### WORK TO COMPLETE
Your result should be every line of the records below that contains the word "impl".

*** GIVEN RECORDS

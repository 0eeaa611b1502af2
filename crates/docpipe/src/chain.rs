//! Chain elements and pipeline composition.
//!
//! A [`ChainElement`] receives one message and an emission-callback pair:
//! `further` delivers downstream, `back` delivers upstream. Both return the
//! neighbour's [`Continuation`]; an element observing `Stop` from its
//! neighbour should stop producing and return `Stop` itself, propagating
//! termination toward the source.
//!
//! A [`Pipeline`] is an ordered list of elements. Forward emission is a
//! synchronous call into the next element. Reverse emissions are queued by
//! the composition and handed to the upstream element's
//! [`ChainElement::receive_back`] once its own `process` call for the
//! current message has returned; elements hold no references to each other,
//! the pipeline owns them all (the ownership-safe rendering of the
//! weak-parent-handle design).

use crate::error::{DocpipeError, Result};
use crate::message::{Continuation, Message};
use std::collections::VecDeque;

/// Signature of an emission callback.
pub type EmitFn<'a> = dyn FnMut(Message) -> Result<Continuation> + 'a;

/// Emission callbacks handed to [`ChainElement::process`].
pub struct MessageCallbacks<'a> {
    further: &'a mut EmitFn<'a>,
    back: &'a mut EmitFn<'a>,
}

impl<'a> MessageCallbacks<'a> {
    pub fn new(further: &'a mut EmitFn<'a>, back: &'a mut EmitFn<'a>) -> Self {
        MessageCallbacks { further, back }
    }

    /// Emit a message downstream and return the consumer's continuation.
    pub fn further(&mut self, message: Message) -> Result<Continuation> {
        (self.further)(message)
    }

    /// Emit a message upstream.
    pub fn back(&mut self, message: Message) -> Result<Continuation> {
        (self.back)(message)
    }

    /// Emit downstream, treating `Skip` as `Proceed`. For non-structural
    /// messages skip has no subtree to act on.
    pub fn further_flat(&mut self, message: Message) -> Result<Continuation> {
        match self.further(message)? {
            Continuation::Stop => Ok(Continuation::Stop),
            _ => Ok(Continuation::Proceed),
        }
    }

    /// Borrow the two underlying callbacks separately, for elements that
    /// need to rewire the forward path while keeping the reverse one.
    pub fn split(&mut self) -> (&mut EmitFn<'a>, &mut EmitFn<'a>) {
        (&mut *self.further, &mut *self.back)
    }
}

/// A processing node of the pipeline.
pub trait ChainElement: Send {
    /// Handle one incoming message, emitting zero or more messages through
    /// `callbacks`, and return the continuation for the upstream producer.
    fn process(
        &mut self,
        message: Message,
        callbacks: &mut MessageCallbacks<'_>,
    ) -> Result<Continuation>;

    /// Handle a message travelling upstream. The default keeps it moving
    /// toward the pipeline root.
    fn receive_back(
        &mut self,
        message: Message,
        callbacks: &mut MessageCallbacks<'_>,
    ) -> Result<Continuation> {
        callbacks.back(message)
    }

    /// Leaves terminate a pipeline; only exporters are leaves.
    fn is_leaf(&self) -> bool {
        false
    }

    fn name(&self) -> &'static str {
        "chain-element"
    }
}

/// Result of feeding one message through a pipeline.
#[derive(Debug)]
pub struct PipelineRun {
    /// Continuation returned by the first element.
    pub continuation: Continuation,
    /// Messages that flowed past the last element.
    pub emitted: Vec<Message>,
    /// Messages that travelled upstream past the first element.
    pub reversed: Vec<Message>,
}

/// An ordered composition of chain elements.
///
/// ```
/// use docpipe::chain::{Pipeline, Transformer};
/// use docpipe::message::{Continuation, Message};
///
/// let mut pipeline = Pipeline::new()
///     .then(Transformer::new(|_msg| Continuation::Proceed));
/// let run = pipeline.process(Message::text("hi")).unwrap();
/// assert_eq!(run.emitted.len(), 1);
/// ```
#[derive(Default)]
pub struct Pipeline {
    elements: Vec<Box<dyn ChainElement>>,
}

impl Pipeline {
    pub fn new() -> Self {
        Pipeline { elements: Vec::new() }
    }

    /// Append an element; the binary `|` composition of the builder API.
    pub fn then<E: ChainElement + 'static>(mut self, element: E) -> Self {
        self.elements.push(Box::new(element));
        self
    }

    pub fn len(&self) -> usize {
        self.elements.len()
    }

    pub fn is_empty(&self) -> bool {
        self.elements.is_empty()
    }

    /// A pipeline must terminate in a leaf, otherwise emitted bytes would
    /// have nowhere to go.
    pub fn validate(&self) -> Result<()> {
        match self.elements.last() {
            None => Err(DocpipeError::validation("pipeline is empty")),
            Some(last) if !last.is_leaf() => Err(DocpipeError::validation(format!(
                "pipeline must terminate in a leaf element, found '{}'",
                last.name()
            ))),
            Some(_) => Ok(()),
        }
    }

    /// Feed one message into the first element.
    pub fn process(&mut self, message: Message) -> Result<PipelineRun> {
        let mut emitted = Vec::new();
        let mut sink = |m: Message| {
            emitted.push(m);
            Ok(Continuation::Proceed)
        };
        let (continuation, reversed) = drive(&mut self.elements, message, &mut sink)?;
        Ok(PipelineRun {
            continuation,
            emitted,
            reversed,
        })
    }
}

/// The pipe-operator spelling of [`Pipeline::then`]:
/// `Pipeline::new() | detector | parser | exporter`.
impl<E: ChainElement + 'static> std::ops::BitOr<E> for Pipeline {
    type Output = Pipeline;

    fn bitor(self, element: E) -> Pipeline {
        self.then(element)
    }
}

impl ChainElement for Pipeline {
    fn process(
        &mut self,
        message: Message,
        callbacks: &mut MessageCallbacks<'_>,
    ) -> Result<Continuation> {
        let mut sink = |m: Message| (callbacks.further)(m);
        let (continuation, reversed) = drive(&mut self.elements, message, &mut sink)?;
        for m in reversed {
            (callbacks.back)(m)?;
        }
        Ok(continuation)
    }

    fn is_leaf(&self) -> bool {
        self.elements.last().map(|e| e.is_leaf()).unwrap_or(false)
    }

    fn name(&self) -> &'static str {
        "pipeline"
    }
}

/// Recursive forward drive over a disjoint tail slice. Returns the first
/// element's continuation and the reverse messages that left the subchain.
fn drive(
    elements: &mut [Box<dyn ChainElement>],
    message: Message,
    sink: &mut dyn FnMut(Message) -> Result<Continuation>,
) -> Result<(Continuation, Vec<Message>)> {
    let Some((first, rest)) = elements.split_first_mut() else {
        let continuation = sink(message)?;
        return Ok((continuation, Vec::new()));
    };

    let mut upward = Vec::new();
    let mut pending = Vec::new();
    let continuation = {
        let mut further = |m: Message| -> Result<Continuation> {
            let (c, backs) = drive(rest, m, &mut *sink)?;
            pending.extend(backs);
            Ok(c)
        };
        let mut back = |m: Message| -> Result<Continuation> {
            upward.push(m);
            Ok(Continuation::Proceed)
        };
        let mut callbacks = MessageCallbacks::new(&mut further, &mut back);
        first.process(message, &mut callbacks)?
    };

    // Deferred reverse delivery, now that `first` is free again. Reverse
    // handling may itself emit both ways.
    let mut queue: VecDeque<Message> = pending.into();
    while let Some(m) = queue.pop_front() {
        let mut from_rest = Vec::new();
        {
            let mut further = |m2: Message| -> Result<Continuation> {
                let (c, backs) = drive(rest, m2, &mut *sink)?;
                from_rest.extend(backs);
                Ok(c)
            };
            let mut back = |m2: Message| -> Result<Continuation> {
                upward.push(m2);
                Ok(Continuation::Proceed)
            };
            let mut callbacks = MessageCallbacks::new(&mut further, &mut back);
            first.receive_back(m, &mut callbacks)?;
        }
        queue.extend(from_rest);
    }

    Ok((continuation, upward))
}

/// Wrap a closure observing (and possibly rewriting) every message as a
/// chain element. Returning `Skip` drops the message and asks the producer
/// to skip the subtree; `Stop` terminates the producer.
pub struct Transformer<F>
where
    F: FnMut(&mut Message) -> Continuation + Send,
{
    func: F,
}

impl<F> Transformer<F>
where
    F: FnMut(&mut Message) -> Continuation + Send,
{
    pub fn new(func: F) -> Self {
        Transformer { func }
    }
}

impl<F> ChainElement for Transformer<F>
where
    F: FnMut(&mut Message) -> Continuation + Send,
{
    fn process(
        &mut self,
        mut message: Message,
        callbacks: &mut MessageCallbacks<'_>,
    ) -> Result<Continuation> {
        match (self.func)(&mut message) {
            Continuation::Stop => Ok(Continuation::Stop),
            Continuation::Skip => Ok(Continuation::Skip),
            Continuation::Proceed => callbacks.further(message),
        }
    }

    fn name(&self) -> &'static str {
        "transformer"
    }
}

******

### REPLY TO THE TASK
impl<'a> MessageCallbacks<'a> {
impl Pipeline {
impl<E: ChainElement + 'static> std::ops::BitOr<E> for Pipeline {
impl ChainElement for Pipeline {
impl<F> Transformer<F>
impl<F> ChainElement for Transformer<F>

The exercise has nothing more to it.